The city supplies about 4.5 million needles to people in the city yearly. Despite city officials saying they are tired of needles littering the streets, the Department of Public Health’s 25-year-old needle exchange program continues to use taxpayer money to supply government-funded needles.
“I want the people to get off the drug; I want to help them. [City officials] don’t care if [people] live or die, but I do. Ellen Zhou feels the same way,” said Taylor.
With both homelessness and drug abuse running rampant in the city, Zhou expressed that she wants to help people. Instead of spending more taxpayer money supplying “free stuff” to people, the plan is to initiate “a street assessment to find out exactly how many and what are the needs” and provide specific help, explained Zhou.
People who are drug addicts or mentally ill will be provided with the necessary medical treatment, and those who have normal paying jobs but can’t find housing will receive help to a home.

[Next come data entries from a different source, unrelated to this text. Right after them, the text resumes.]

//! mnemo server binary.
//!
//! Reads `config.toml` (or the path given with `--config`), layers `MNEMO_*`
//! environment variables on top, opens the SQLite store and serves the JSON
//! API over HTTP.
//!
//! Nested keys use a double underscore in the environment, e.g.
//! `MNEMO_SCHEDULER__REQUEST_RETENTION=0.85`.

use std::{
  path::{Path, PathBuf},
  sync::Arc,
};

use anyhow::Context as _;
use clap::Parser;
use mnemo_server::ServerConfig;
use mnemo_store_sqlite::SqliteStore;
use tokio::net::TcpListener;
use tracing::level_filters::LevelFilter;
use tracing_subscriber::EnvFilter;

#[derive(Parser)]
#[command(author, version, about = "Mnemo spaced-repetition server")]
struct Cli {
  /// Path to the TOML configuration file.
  #[arg(short, long, default_value = "config.toml")]
  config: PathBuf,
}

#[tokio::main]
async fn main() -> anyhow::Result<()> {
  tracing_subscriber::fmt()
    .with_env_filter(
      EnvFilter::builder()
        .with_default_directive(LevelFilter::INFO.into())
        .from_env_lossy(),
    )
    .init();

  let cli = Cli::parse();

  let settings = config::Config::builder()
    .add_source(config::File::from(cli.config).required(false))
    .add_source(
      config::Environment::with_prefix("MNEMO")
        .prefix_separator("_")
        .separator("__"),
    )
    .build()
    .context("failed to read config file")?;

  let server_cfg: ServerConfig = settings
    .try_deserialize()
    .context("failed to deserialise ServerConfig")?;

  let scheduler = server_cfg
    .scheduler
    .build()
    .context("invalid scheduler configuration")?;

  let store_path = expand_tilde(&server_cfg.store_path);
  if let Some(parent) = store_path.parent()
    && !parent.as_os_str().is_empty()
  {
    std::fs::create_dir_all(parent)
      .with_context(|| format!("failed to create {parent:?}"))?;
  }

  let store = SqliteStore::open(&store_path)
    .await
    .with_context(|| format!("failed to open store at {store_path:?}"))?;

  let app = mnemo_server::app(Arc::new(store), Arc::new(scheduler));
  let address = format!("{}:{}", server_cfg.host, server_cfg.port);

  tracing::info!(
    store = %store_path.display(),
    retention = server_cfg.scheduler.request_retention,
    "Listening on http://{address}"
  );
  let listener = TcpListener::bind(&address)
    .await
    .with_context(|| format!("failed to bind {address}"))?;

  axum::serve(listener, app).await.context("server error")?;

  Ok(())
}

/// Expand a leading `~` to the user's home directory.
fn expand_tilde(path: &Path) -> PathBuf {
  let s = path.to_string_lossy();
  if let Some(rest) = s.strip_prefix("~/")
    && let Ok(home) = std::env::var("HOME")
  {
    return PathBuf::from(home).join(rest);
  }
  path.to_path_buf()
}
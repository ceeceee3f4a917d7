//! SQLite backend for the Mnemo card store.
//!
//! Wraps [`tokio_rusqlite`] so all database access runs on a dedicated thread
//! without blocking the async runtime.

mod encode;
mod schema;
mod store;

pub mod error;

pub use error::{Error, Result};
pub use store::SqliteStore;

#[cfg(test)]
mod tests;
//! Error types for `mnemo-core`.

use thiserror::Error;
use uuid::Uuid;

#[derive(Debug, Error)]
pub enum Error {
  /// The rating was out of range or not an integer. Raised before any state
  /// is touched.
  #[error("invalid rating {rating}: expected {expected}")]
  InvalidRating { rating: f64, expected: &'static str },

  #[error("no card state for user {user_id:?} and flashcard {flashcard_id}")]
  CardNotFound { user_id: String, flashcard_id: Uuid },

  #[error("flashcard not found: {0}")]
  FlashcardNotFound(Uuid),

  /// Returned by [`crate::selector::try_migrate`] when the card is already
  /// owned by FSRS. Callers treat it as a successful no-op.
  #[error("card for flashcard {0} is already scheduled by FSRS")]
  AlreadyMigrated(Uuid),

  /// A compare-and-swap write lost against a concurrent writer.
  #[error(
    "card state for user {user_id:?} and flashcard {flashcard_id} changed \
     concurrently (expected version {expected})"
  )]
  VersionConflict {
    user_id:      String,
    flashcard_id: Uuid,
    expected:     u64,
  },

  #[error("invalid scheduler parameters: {0}")]
  InvalidParameters(String),
}

pub type Result<T, E = Error> = std::result::Result<T, E>;
//! Ratings: the user's self-assessment after answering a card.
//!
//! Two scales coexist. FSRS uses four buttons (Again, Hard, Good, Easy). The
//! legacy SM-2 scale is a quality grade from 0 (blackout) to 5 (perfect). Raw
//! input arrives as a JSON number, so validation also rejects non-integers.

use serde::{Deserialize, Serialize};
use strum::{Display, EnumString};

use crate::{Error, Result};

/// One of the four FSRS answer buttons.
#[derive(
  Debug,
  Clone,
  Copy,
  PartialEq,
  Eq,
  PartialOrd,
  Ord,
  Hash,
  Serialize,
  Deserialize,
  Display,
  EnumString,
)]
#[serde(rename_all = "lowercase")]
#[strum(serialize_all = "lowercase")]
pub enum Rating {
  Again = 1,
  Hard  = 2,
  Good  = 3,
  Easy  = 4,
}

impl Rating {
  /// All four buttons in ascending order.
  pub const ALL: [Rating; 4] =
    [Rating::Again, Rating::Hard, Rating::Good, Rating::Easy];

  pub fn value(self) -> u8 { self as u8 }

  pub fn as_f64(self) -> f64 { f64::from(self.value()) }

  /// `Good` and `Easy` count as correct answers in the review counters.
  pub fn is_correct(self) -> bool { self >= Rating::Good }

  /// Validate a raw FSRS rating (an integer in `1..=4`).
  pub fn from_raw(raw: f64) -> Result<Self> {
    match integral(raw, "an integer FSRS rating in 1..=4")? {
      1 => Ok(Rating::Again),
      2 => Ok(Rating::Hard),
      3 => Ok(Rating::Good),
      4 => Ok(Rating::Easy),
      _ => Err(Error::InvalidRating {
        rating:   raw,
        expected: "an integer FSRS rating in 1..=4",
      }),
    }
  }

  /// Map a legacy SM-2 quality onto the FSRS buttons: `<=2` is Again, `3`
  /// Hard, `4` Good and `5` Easy.
  pub fn from_quality(quality: Quality) -> Self {
    match quality.value() {
      0..=2 => Rating::Again,
      3 => Rating::Hard,
      4 => Rating::Good,
      _ => Rating::Easy,
    }
  }

  /// The SM-2 quality a button press stands for when an SM-2 card is
  /// reviewed through the four-button interface.
  pub fn to_quality(self) -> Quality {
    match self {
      Rating::Again => Quality(1),
      Rating::Hard => Quality(3),
      Rating::Good => Quality(4),
      Rating::Easy => Quality(5),
    }
  }
}

/// A validated SM-2 quality grade in `0..=5`.
#[derive(
  Debug, Clone, Copy, PartialEq, Eq, PartialOrd, Ord, Serialize, Deserialize,
)]
#[serde(try_from = "u8", into = "u8")]
pub struct Quality(u8);

impl Quality {
  pub const MAX: u8 = 5;

  pub fn new(value: u8) -> Result<Self> {
    if value <= Self::MAX {
      Ok(Self(value))
    } else {
      Err(Error::InvalidRating {
        rating:   f64::from(value),
        expected: "an integer SM-2 quality in 0..=5",
      })
    }
  }

  /// Validate a raw SM-2 quality (an integer in `0..=5`).
  pub fn from_raw(raw: f64) -> Result<Self> {
    let value = integral(raw, "an integer SM-2 quality in 0..=5")?;
    u8::try_from(value)
      .ok()
      .filter(|v| *v <= Self::MAX)
      .map(Self)
      .ok_or(Error::InvalidRating {
        rating:   raw,
        expected: "an integer SM-2 quality in 0..=5",
      })
  }

  pub fn value(self) -> u8 { self.0 }

  /// Qualities of 3 and above are successful recalls.
  pub fn is_correct(self) -> bool { self.0 >= 3 }
}

impl TryFrom<u8> for Quality {
  type Error = Error;

  fn try_from(value: u8) -> Result<Self> { Self::new(value) }
}

impl From<Quality> for u8 {
  fn from(q: Quality) -> Self { q.0 }
}

fn integral(raw: f64, expected: &'static str) -> Result<i64> {
  if !raw.is_finite() || raw.fract() != 0.0 {
    return Err(Error::InvalidRating { rating: raw, expected });
  }
  Ok(raw as i64)
}

#[cfg(test)]
mod tests {
  use super::*;

  #[test]
  fn fsrs_ratings_accept_only_one_to_four() {
    assert_eq!(Rating::from_raw(1.0).unwrap(), Rating::Again);
    assert_eq!(Rating::from_raw(4.0).unwrap(), Rating::Easy);
    assert!(Rating::from_raw(0.0).is_err());
    assert!(Rating::from_raw(5.0).is_err());
    assert!(Rating::from_raw(2.5).is_err());
    assert!(Rating::from_raw(f64::NAN).is_err());
  }

  #[test]
  fn qualities_accept_zero_to_five() {
    assert_eq!(Quality::from_raw(0.0).unwrap().value(), 0);
    assert_eq!(Quality::from_raw(5.0).unwrap().value(), 5);
    assert!(Quality::from_raw(-1.0).is_err());
    assert!(Quality::from_raw(6.0).is_err());
    assert!(Quality::from_raw(3.2).is_err());
  }

  #[test]
  fn legacy_quality_maps_onto_buttons() {
    let map = |q| Rating::from_quality(Quality::new(q).unwrap());
    assert_eq!(map(0), Rating::Again);
    assert_eq!(map(1), Rating::Again);
    assert_eq!(map(2), Rating::Again);
    assert_eq!(map(3), Rating::Hard);
    assert_eq!(map(4), Rating::Good);
    assert_eq!(map(5), Rating::Easy);
  }

  #[test]
  fn correctness_threshold() {
    assert!(!Rating::Hard.is_correct());
    assert!(Rating::Good.is_correct());
    assert!(!Quality::new(2).unwrap().is_correct());
    assert!(Quality::new(3).unwrap().is_correct());
  }
}
//! Process-wide logging bootstrap.
//!
//! # Responsibility
//! - Initialize file-based rolling logs exactly once per process.
//! - Keep emitted events metadata-only (ids, counts, durations), never
//!   article text.
//!
//! # Invariants
//! - Logging init is idempotent for the same level and directory.
//! - Logging initialization must not panic.
//! - Re-initialization with a different level or directory is rejected.

use flexi_logger::{Cleanup, Criterion, FileSpec, Logger, LoggerHandle, Naming, WriteMode};
use log::{error, info, LevelFilter};
use once_cell::sync::OnceCell;
use std::any::Any;
use std::path::{Path, PathBuf};

const LOG_FILE_BASENAME: &str = "techfeed";
const MAX_LOG_FILE_SIZE_BYTES: u64 = 10 * 1024 * 1024;
const MAX_LOG_FILES: usize = 5;
const MAX_PANIC_PAYLOAD_CHARS: usize = 160;

static LOGGING_STATE: OnceCell<LoggingState> = OnceCell::new();
static PANIC_HOOK_INSTALLED: OnceCell<()> = OnceCell::new();

struct LoggingState {
    level: &'static str,
    log_dir: PathBuf,
    _logger: LoggerHandle,
}

impl LoggingState {
    fn ensure_same_config(&self, level: &str, log_dir: &Path) -> Result<(), String> {
        if self.log_dir != log_dir {
            return Err(format!(
                "logging already initialized at `{}`; refusing to switch to `{}`",
                self.log_dir.display(),
                log_dir.display()
            ));
        }
        if self.level != level {
            return Err(format!(
                "logging already initialized with level `{}`; refusing to switch to `{}`",
                self.level, level
            ));
        }
        Ok(())
    }
}

/// Initializes core logging with level and directory.
///
/// `level` is one of `trace|debug|info|warn|error` (case-insensitive,
/// `warning` accepted). `log_dir` must be an absolute path; it is created
/// when missing.
///
/// # Errors
/// - Returns an error when `level` is unsupported.
/// - Returns an error when `log_dir` is empty, relative, or cannot be created.
/// - Returns an error when a different configuration is already active.
/// - Returns an error when logger backend setup fails.
pub fn init_logging(level: &str, log_dir: &str) -> Result<(), String> {
    let level = normalize_level(level)?;
    let log_dir = normalize_log_dir(log_dir)?;

    if let Some(state) = LOGGING_STATE.get() {
        return state.ensure_same_config(level, &log_dir);
    }

    let state = LOGGING_STATE.get_or_try_init(|| start_logger(level, log_dir.clone()))?;
    state.ensure_same_config(level, &log_dir)
}

/// Returns `(level, log_dir)` of the active logger, or `None` before init.
pub fn logging_status() -> Option<(&'static str, PathBuf)> {
    LOGGING_STATE
        .get()
        .map(|state| (state.level, state.log_dir.clone()))
}

/// Returns the default log level for current build mode.
///
/// - `debug` builds -> `debug`
/// - `release` builds -> `info`
pub fn default_log_level() -> &'static str {
    if cfg!(debug_assertions) {
        "debug"
    } else {
        "info"
    }
}

fn start_logger(level: &'static str, log_dir: PathBuf) -> Result<LoggingState, String> {
    std::fs::create_dir_all(&log_dir).map_err(|err| {
        format!(
            "failed to create log directory `{}`: {err}",
            log_dir.display()
        )
    })?;

    let logger = Logger::try_with_str(level)
        .map_err(|err| format!("invalid log level `{level}`: {err}"))?
        .log_to_file(
            FileSpec::default()
                .directory(log_dir.as_path())
                .basename(LOG_FILE_BASENAME),
        )
        .rotate(
            Criterion::Size(MAX_LOG_FILE_SIZE_BYTES),
            Naming::Numbers,
            Cleanup::KeepLogFiles(MAX_LOG_FILES),
        )
        .write_mode(WriteMode::BufferAndFlush)
        .append()
        // [timestamp] LEVEL [module] file:line: message
        .format_for_files(flexi_logger::detailed_format)
        .start()
        .map_err(|err| format!("failed to start logger: {err}"))?;

    install_panic_hook_once();

    info!(
        "event=core_init module=core status=ok platform={} build_mode={} version={} level={} log_dir={}",
        std::env::consts::OS,
        BUILD_MODE,
        env!("CARGO_PKG_VERSION"),
        level,
        log_dir.display()
    );

    Ok(LoggingState {
        level,
        log_dir,
        _logger: logger,
    })
}

/// Maps user input onto the `log` crate's level names.
///
/// `off` is rejected; `warning` is accepted as an alias for `warn`.
fn normalize_level(level: &str) -> Result<&'static str, String> {
    let requested = level.trim();
    let alias = if requested.eq_ignore_ascii_case("warning") {
        "warn"
    } else {
        requested
    };

    match alias.parse::<LevelFilter>() {
        Ok(LevelFilter::Trace) => Ok("trace"),
        Ok(LevelFilter::Debug) => Ok("debug"),
        Ok(LevelFilter::Info) => Ok("info"),
        Ok(LevelFilter::Warn) => Ok("warn"),
        Ok(LevelFilter::Error) => Ok("error"),
        Ok(LevelFilter::Off) | Err(_) => Err(format!(
            "unsupported log level `{requested}`; expected trace|debug|info|warn|error"
        )),
    }
}

fn normalize_log_dir(log_dir: &str) -> Result<PathBuf, String> {
    match PathBuf::from(log_dir.trim()) {
        path if path.as_os_str().is_empty() => Err("log_dir cannot be empty".to_string()),
        path if path.is_relative() => Err(format!(
            "log_dir must be an absolute path, got `{}`",
            path.display()
        )),
        path => Ok(path),
    }
}

const BUILD_MODE: &str = if cfg!(debug_assertions) {
    "debug"
} else {
    "release"
};

fn install_panic_hook_once() {
    if PANIC_HOOK_INSTALLED.set(()).is_err() {
        return;
    }

    let previous_hook = std::panic::take_hook();
    std::panic::set_hook(Box::new(move |panic_info| {
        let location = panic_info.location().map_or_else(
            || "unknown".to_string(),
            |loc| format!("{}:{}", loc.file(), loc.line()),
        );
        // Payload may carry caller text; cap it before it reaches the log.
        let payload = sanitize_message(panic_text(panic_info.payload()), MAX_PANIC_PAYLOAD_CHARS);
        error!(
            "event=panic_captured module=core status=error location={location} payload={payload}"
        );
        previous_hook(panic_info);
    }));
}

fn panic_text(payload: &(dyn Any + Send)) -> &str {
    if let Some(text) = payload.downcast_ref::<&'static str>() {
        *text
    } else if let Some(text) = payload.downcast_ref::<String>() {
        text.as_str()
    } else {
        "non-string panic payload"
    }
}

/// Flattens line breaks and caps the result at `max_chars` characters.
fn sanitize_message(value: &str, max_chars: usize) -> String {
    let mut chars = value.chars().map(|ch| match ch {
        '\n' | '\r' => ' ',
        other => other,
    });
    let mut sanitized: String = chars.by_ref().take(max_chars).collect();
    if chars.next().is_some() {
        sanitized.push_str("...");
    }
    sanitized
}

Adding to the city’s problems, San Francisco has nearly 40,000 vacant housing units throughout the city. The city passed Proposition F in 2018, which approves city-funded legal services for tenants to sue their landlords at no cost to the tenants.
Due to fear of lawsuits, many landlords are leaving apartments vacant, leading to a decrease in available housing. To combat this problem, Zhou described a plan that removes rent control and uses mediation instead of lawsuits when people are faced with housing or rent problems.
“I will set up a new unit. The government will be taking care of the middle-person part. Whoever needs housing, they can register and see what kind of housing they need, and we will match up with the small property owners. The requirement is mediation, no lawsuits,” said Zhou.
Zhou reiterated that if she is elected mayor, her main concern is to make San Francisco cleaner and safer for residents and to bring law and order back into the city.
Zhou has been a San Francisco resident for 33 years. She has been working as a government social worker for more than 15 years and is a labor union representative for government employees. Zhou currently serves as the Director of Public Relations for the California Civil Grand Juror Association, San Francisco Chapter.